Some of the best treatment we've received—and to be fair, we have gotten plenty from humble specialists who are the most sympathetic listeners—was from two emergency room physicians whose eight-year-old daughter had epilepsy. Calvin was eleven that time he was admitted to the ER after a cluster of seizures which weren't responding to emergency medication. Immediately upon discussing a plan to alleviate the spate of fits, the physicians, who worked consecutive shifts, let us take the helm. They allowed us to administer Calvin's cannabis oil to him, something that most hospitals prohibit. Their empathy was palpable. Their ceding to our strategies was clear and deliberate. Because of their daughter, they had skin in the game and could empathize with our situation and responded accordingly.

When Calvin was an infant-toddler, I was upset by a magazine article about a mother of healthy sextuplets.

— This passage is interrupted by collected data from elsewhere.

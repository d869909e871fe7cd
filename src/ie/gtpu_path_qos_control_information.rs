//! GTP-U Path QoS Control Information IE - QoS control for GTP-U paths.

use crate::error::PfcpError;
use crate::ie::{Ie, IeType};

/// GTP-U Path QoS Control Information - QoS control for GTP-U paths.
#[derive(Debug, Clone, PartialEq, Eq)]
pub struct GtpuPathQosControlInformation {
    pub remote_gtpu_peer: u8,
    pub gtpu_path_interface_type: u8,
    pub qos_report_trigger: u8,
}

impl GtpuPathQosControlInformation {
    pub fn new(remote_gtpu_peer: u8, gtpu_path_interface_type: u8, qos_report_trigger: u8) -> Self {
        Self {
            remote_gtpu_peer,
            gtpu_path_interface_type,
            qos_report_trigger,
        }
    }

    pub fn marshal(&self) -> Vec<u8> {
        vec![
            self.remote_gtpu_peer,
            self.gtpu_path_interface_type,
            self.qos_report_trigger,
        ]
    }

    pub fn unmarshal(data: &[u8]) -> Result<Self, PfcpError> {
        if data.len() < 3 {
            return Err(PfcpError::invalid_length(
                "GTP-U Path QoS Control Information",
                IeType::GtpuPathQosControlInformation,
                3,
                data.len(),
            ));
        }

        Ok(Self::new(data[0], data[1], data[2]))
    }
}

impl From<GtpuPathQosControlInformation> for Ie {
    fn from(info: GtpuPathQosControlInformation) -> Self {
        Ie::new(IeType::GtpuPathQosControlInformation, info.marshal())
    }
}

When I expressed my resentment, one of Calvin's in-home nurses responded, "You're not over that yet?" Apparently, my lingering grief, sense of loss and despair over having a disabled, feeble, seizure-racked child was unreasonable. Also early on, during some of Calvin's demanding in-home therapy sessions, various professionals told me that Calvin, my tiny, limp premie with his incomplete brain, would cry in order to manipulate me into picking him up. Upon hearing this, my heart began to pound. The truth was, my fragile child was in distress and simply couldn't cope with the colossal tasks being asked of him. It hurt me that they couldn't understand.

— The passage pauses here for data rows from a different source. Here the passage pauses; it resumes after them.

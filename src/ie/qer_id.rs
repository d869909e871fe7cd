// src/ie/qer_id.rs

//! QER ID Information Element.

use crate::error::PfcpError;
use crate::ie::{Ie, IeType};

#[derive(Debug, Clone, Copy, PartialEq, Eq)]
pub struct QerId {
    pub value: u32,
}

impl QerId {
    pub fn new(value: u32) -> Self {
        QerId { value }
    }

    pub fn marshal(&self) -> [u8; 4] {
        self.value.to_be_bytes()
    }

    /// Unmarshals a byte slice into a QER ID.
    ///
    /// Per 3GPP TS 29.244, QER ID requires exactly 4 bytes (Rule ID).
    pub fn unmarshal(data: &[u8]) -> Result<Self, PfcpError> {
        if data.len() < 4 {
            return Err(PfcpError::invalid_length(
                "QER ID",
                IeType::QerId,
                4,
                data.len(),
            ));
        }
        Ok(QerId {
            value: u32::from_be_bytes(data[0..4].try_into().unwrap()),
        })
    }

    pub fn to_ie(&self) -> Ie {
        Ie::new(IeType::QerId, self.marshal().to_vec())
    }
}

Some years ago, I read that the cells of a fetus remain inside their mother's body—her tissues and bloodstream—for decades. I reason this might account for what is commonly referred to as the maternal bond, and might explain why the gut instincts of mothers seem so often right.

I recall too many times I wish I'd followed my gut rather than various specialists' recommendations. As one with the most skin in the game (besides Calvin), I should have patently refused to put him on that first benzodiazepine when he was three. I should have taken him off of the rigorous ketogenic diet when it clearly wasn't working. I should have questioned allowing a painful and bloody intubation when it didn't seem necessary; I should have been more assertive when asking for the best expert to insert Calvin's IV before he lapsed into a forty-five minute seizure, one that I had sensed was looming despite the doctors' and nurses' skepticism. I should have refused the piling-on of medications and the ratcheting-up of doses to harmful levels.

But, as with racism and at some level, Covid-19, there's an element of society that tells us things are not as bad as they seem. We're told everything will be okay. We're led to believe we are imagining or exaggerating things. We're taught to doubt ourselves, and to unquestionably trust and comply with authority. We're sold a bill of goods that experts undoubtably know our children better than we do. We are judged—for how we deal or don't deal with adversity, for our assertiveness, our demands, our expectations, our protests, our impatience, our tack—by people who have no skin in the game and by those incapable of fully understanding—despite thinking they do—what it's like to live with, love, raise, advocate and fear for a disabled, chronically ill child ... or a nonverbal loved one in the hospital with suspected Covid ... or a mother of a child with black skin.

February, 2015, Photo by Michael Kolster

12.17.2020

gonna be a long winter

While walking Smellie this morning it was twelve degrees with a windchill factor of minus two. I braved the cold with layer upon layer of winter gear. Smellie, who seems to thrive in cooler temps, remained untroubled. By day's end, there could be as much as a foot of snow to shovel. Roads aren't yet plowed well, so a long car ride is not on the schedule.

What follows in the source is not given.